[Dataset records]
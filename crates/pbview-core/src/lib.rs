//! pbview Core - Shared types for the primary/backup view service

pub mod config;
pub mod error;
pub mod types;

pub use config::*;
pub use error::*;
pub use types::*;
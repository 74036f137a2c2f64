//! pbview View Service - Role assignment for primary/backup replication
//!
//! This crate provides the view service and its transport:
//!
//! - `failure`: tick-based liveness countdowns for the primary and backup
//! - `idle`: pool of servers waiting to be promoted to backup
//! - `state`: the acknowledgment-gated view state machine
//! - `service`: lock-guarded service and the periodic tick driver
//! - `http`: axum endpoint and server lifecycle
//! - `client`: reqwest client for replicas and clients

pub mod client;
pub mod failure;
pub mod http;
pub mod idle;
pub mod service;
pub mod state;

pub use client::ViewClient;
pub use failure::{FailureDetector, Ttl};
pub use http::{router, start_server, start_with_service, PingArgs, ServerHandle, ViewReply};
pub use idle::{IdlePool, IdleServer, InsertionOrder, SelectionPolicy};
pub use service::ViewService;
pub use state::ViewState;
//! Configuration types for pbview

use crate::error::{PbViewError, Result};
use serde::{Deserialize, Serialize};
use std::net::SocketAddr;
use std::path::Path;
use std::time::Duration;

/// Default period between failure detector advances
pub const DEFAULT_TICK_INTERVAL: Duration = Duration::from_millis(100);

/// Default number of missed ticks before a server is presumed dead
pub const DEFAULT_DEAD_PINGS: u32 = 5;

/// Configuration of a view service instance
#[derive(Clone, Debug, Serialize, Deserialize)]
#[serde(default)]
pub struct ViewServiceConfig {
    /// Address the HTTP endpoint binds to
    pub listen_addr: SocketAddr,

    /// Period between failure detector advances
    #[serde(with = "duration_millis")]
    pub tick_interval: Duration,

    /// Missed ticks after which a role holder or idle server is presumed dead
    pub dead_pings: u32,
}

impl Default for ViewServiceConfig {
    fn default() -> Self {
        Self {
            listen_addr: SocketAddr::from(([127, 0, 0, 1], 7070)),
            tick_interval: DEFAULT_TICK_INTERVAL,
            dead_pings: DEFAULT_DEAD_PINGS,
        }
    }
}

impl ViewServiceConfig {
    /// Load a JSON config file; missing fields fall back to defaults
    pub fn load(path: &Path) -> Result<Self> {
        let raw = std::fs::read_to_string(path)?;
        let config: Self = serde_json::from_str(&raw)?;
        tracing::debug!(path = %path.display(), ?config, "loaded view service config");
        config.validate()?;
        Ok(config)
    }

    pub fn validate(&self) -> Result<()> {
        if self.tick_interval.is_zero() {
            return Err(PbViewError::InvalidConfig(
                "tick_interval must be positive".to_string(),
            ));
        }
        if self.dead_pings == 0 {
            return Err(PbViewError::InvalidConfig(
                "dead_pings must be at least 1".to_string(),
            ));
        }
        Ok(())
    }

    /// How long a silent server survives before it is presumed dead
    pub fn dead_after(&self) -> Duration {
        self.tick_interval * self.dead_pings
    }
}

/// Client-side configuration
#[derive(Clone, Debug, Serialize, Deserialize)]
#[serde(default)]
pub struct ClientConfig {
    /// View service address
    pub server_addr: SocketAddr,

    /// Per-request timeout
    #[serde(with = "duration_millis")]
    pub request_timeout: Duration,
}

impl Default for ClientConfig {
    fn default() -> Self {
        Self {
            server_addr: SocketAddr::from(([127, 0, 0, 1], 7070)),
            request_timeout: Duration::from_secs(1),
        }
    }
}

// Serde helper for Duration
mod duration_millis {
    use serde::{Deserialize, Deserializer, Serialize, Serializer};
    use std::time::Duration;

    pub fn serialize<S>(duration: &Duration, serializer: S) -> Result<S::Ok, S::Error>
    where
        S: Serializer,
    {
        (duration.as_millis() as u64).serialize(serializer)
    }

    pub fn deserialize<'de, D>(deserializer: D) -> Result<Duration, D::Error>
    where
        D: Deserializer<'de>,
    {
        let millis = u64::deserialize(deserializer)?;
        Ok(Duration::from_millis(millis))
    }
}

» **Exercise**
Please give the records again exactly as they are.

» **Output**
filename crates/pbview-core/src/lib.rs
//! pbview Core - Shared types for the primary/backup view service

pub mod config;
pub mod error;
pub mod types;

pub use config::*;
pub use error::*;
pub use types::*;
repository 74036f137a2c2f64
//! pbview View Service - Role assignment for primary/backup replication
//!
//! This crate provides the view service and its transport:
//!
//! - `failure`: tick-based liveness countdowns for the primary and backup
//! - `idle`: pool of servers waiting to be promoted to backup
//! - `state`: the acknowledgment-gated view state machine
//! - `service`: lock-guarded service and the periodic tick driver
//! - `http`: axum endpoint and server lifecycle
//! - `client`: reqwest client for replicas and clients

pub mod client;
pub mod failure;
pub mod http;
pub mod idle;
pub mod service;
pub mod state;

pub use client::ViewClient;
pub use failure::{FailureDetector, Ttl};
pub use http::{router, start_server, start_with_service, PingArgs, ServerHandle, ViewReply};
pub use idle::{IdlePool, IdleServer, InsertionOrder, SelectionPolicy};
pub use service::ViewService;
pub use state::ViewState;
//! Configuration types for pbview

use crate::error::{PbViewError, Result};
use serde::{Deserialize, Serialize};
use std::net::SocketAddr;
use std::path::Path;
use std::time::Duration;

/// Default period between failure detector advances
pub const DEFAULT_TICK_INTERVAL: Duration = Duration::from_millis(100);

/// Default number of missed ticks before a server is presumed dead
pub const DEFAULT_DEAD_PINGS: u32 = 5;

/// Configuration of a view service instance
#[derive(Clone, Debug, Serialize, Deserialize)]
#[serde(default)]
pub struct ViewServiceConfig {
    /// Address the HTTP endpoint binds to
    pub listen_addr: SocketAddr,

    /// Period between failure detector advances
    #[serde(with = "duration_millis")]
    pub tick_interval: Duration,

    /// Missed ticks after which a role holder or idle server is presumed dead
    pub dead_pings: u32,
}

impl Default for ViewServiceConfig {
    fn default() -> Self {
        Self {
            listen_addr: SocketAddr::from(([127, 0, 0, 1], 7070)),
            tick_interval: DEFAULT_TICK_INTERVAL,
            dead_pings: DEFAULT_DEAD_PINGS,
        }
    }
}

impl ViewServiceConfig {
    /// Load a JSON config file; missing fields fall back to defaults
    pub fn load(path: &Path) -> Result<Self> {
        let raw = std::fs::read_to_string(path)?;
        let config: Self = serde_json::from_str(&raw)?;
        tracing::debug!(path = %path.display(), ?config, "loaded view service config");
        config.validate()?;
        Ok(config)
    }

    pub fn validate(&self) -> Result<()> {
        if self.tick_interval.is_zero() {
            return Err(PbViewError::InvalidConfig(
                "tick_interval must be positive".to_string(),
            ));
        }
        if self.dead_pings == 0 {
            return Err(PbViewError::InvalidConfig(
                "dead_pings must be at least 1".to_string(),
            ));
        }
        Ok(())
    }

    /// How long a silent server survives before it is presumed dead
    pub fn dead_after(&self) -> Duration {
        self.tick_interval * self.dead_pings
    }
}

/// Client-side configuration
#[derive(Clone, Debug, Serialize, Deserialize)]
#[serde(default)]
pub struct ClientConfig {
    /// View service address
    pub server_addr: SocketAddr,

    /// Per-request timeout
    #[serde(with = "duration_millis")]
    pub request_timeout: Duration,
}

impl Default for ClientConfig {
    fn default() -> Self {
        Self {
            server_addr: SocketAddr::from(([127, 0, 0, 1], 7070)),
            request_timeout: Duration::from_secs(1),
        }
    }
}

// Serde helper for Duration
mod duration_millis {
    use serde::{Deserialize, Deserializer, Serialize, Serializer};
    use std::time::Duration;

    pub fn serialize<S>(duration: &Duration, serializer: S) -> Result<S::Ok, S::Error>
    where
        S: Serializer,
    {
        (duration.as_millis() as u64).serialize(serializer)
    }

    pub fn deserialize<'de, D>(deserializer: D) -> Result<Duration, D::Error>
    where
        D: Deserializer<'de>,
    {
        let millis = u64::deserialize(deserializer)?;
        Ok(Duration::from_millis(millis))
    }
}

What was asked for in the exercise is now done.